Power Women of Thanh Hoa

by Elena Kuehn, KF11 Vietnam

“What a woman! How much energy! Wow…” thoughts that have crossed my mind several times during the last two weeks. I was visiting Fund for Poor Women (FPW) in the Thanh Hoa province and got to know the people working there and could meet many of the Kiva borrowers. It wasn’t easy to arrange these meetings as most FPW clients work in agriculture and leave their houses when the sun rises and work until late at night. They can however be encountered at home during lunch break when they try to escape the sun during the hottest time of the day.

“Thanh Hoa women are strong workers”, is a sentence that was often repeated to me. And seriously, I don’t doubt that. I met Mrs. Linh, who like many others is multitasking between several jobs and raises pigs, cultivates rice and has a food stand but also is the head of a large family with many children and grandchildren most of whom are still living in the family house. Also there was Mrs. Chin, who manages a bakery where she and her son produce 1’500 breads every night. After her husband deceased 15 years ago she first closed the bakery as she thought she could not handle it single handed. But with the help of a FPW credit and her younger son she found the courage to open it again she even managed to expand the bakery and employs two workers today.

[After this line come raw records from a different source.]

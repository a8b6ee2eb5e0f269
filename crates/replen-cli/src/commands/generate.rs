use std::path::Path;

use anyhow::Context;
use chrono::{Duration, Local};
use replen_io::{SynthConfig, SyntheticDataset};

/// 產生模擬資料，最後一天為今天
pub fn run(out: &Path, seed: u64, days: u32) -> anyhow::Result<String> {
    anyhow::ensure!(days > 0, "days must be at least 1");

    let start_date = Local::now().date_naive() - Duration::days(i64::from(days) - 1);
    let config = SynthConfig::new(seed, start_date).with_days(days);
    let dataset = SyntheticDataset::generate(&config).context("無法產生模擬資料")?;

    dataset
        .write_to_dir(out)
        .with_context(|| format!("無法寫入 {}", out.display()))?;

    Ok(format!(
        "Synthetic CSVs generated in {} ({} suppliers, {} products, {} sales rows, {} snapshots)",
        out.display(),
        dataset.suppliers.len(),
        dataset.products.len(),
        dataset.sales.len(),
        dataset.inventory_snapshots.len()
    ))
}
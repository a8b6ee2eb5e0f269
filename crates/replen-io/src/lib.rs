//! # Replenishment I/O
//!
//! 資料來源與輸出：CSV 原始資料表、記憶體資料庫、補貨計畫匯出、模擬資料產生

pub mod csv_store;
pub mod error;
pub mod export;
pub mod records;
pub mod repository;
pub mod stats;
pub mod synth;

// Re-export 主要類型
pub use csv_store::CsvRepository;
pub use error::IoError;
pub use export::{write_plan, write_plan_file, PLAN_COLUMNS};
pub use repository::{load_feeds, Feeds, InMemoryRepository, ReplenishmentRepository};
pub use synth::{SynthConfig, SyntheticDataset};

pub type Result<T> = std::result::Result<T, IoError>;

“The credit gives the women confidence”, says Mrs. Xuong, the director of FPW. So it’s not only the direct financial support that enables the women to better care for their families but also the recognition of the important role they have. Interviewing the borrowers and entering there private spheres with a video camera I was afraid to be seen as an intruder in peoples life. But Mrs. Xuong sees that differently: “The fact that FPW and through Kiva even people from other countries care for them, that you even visit their house, makes them understand how important they are.”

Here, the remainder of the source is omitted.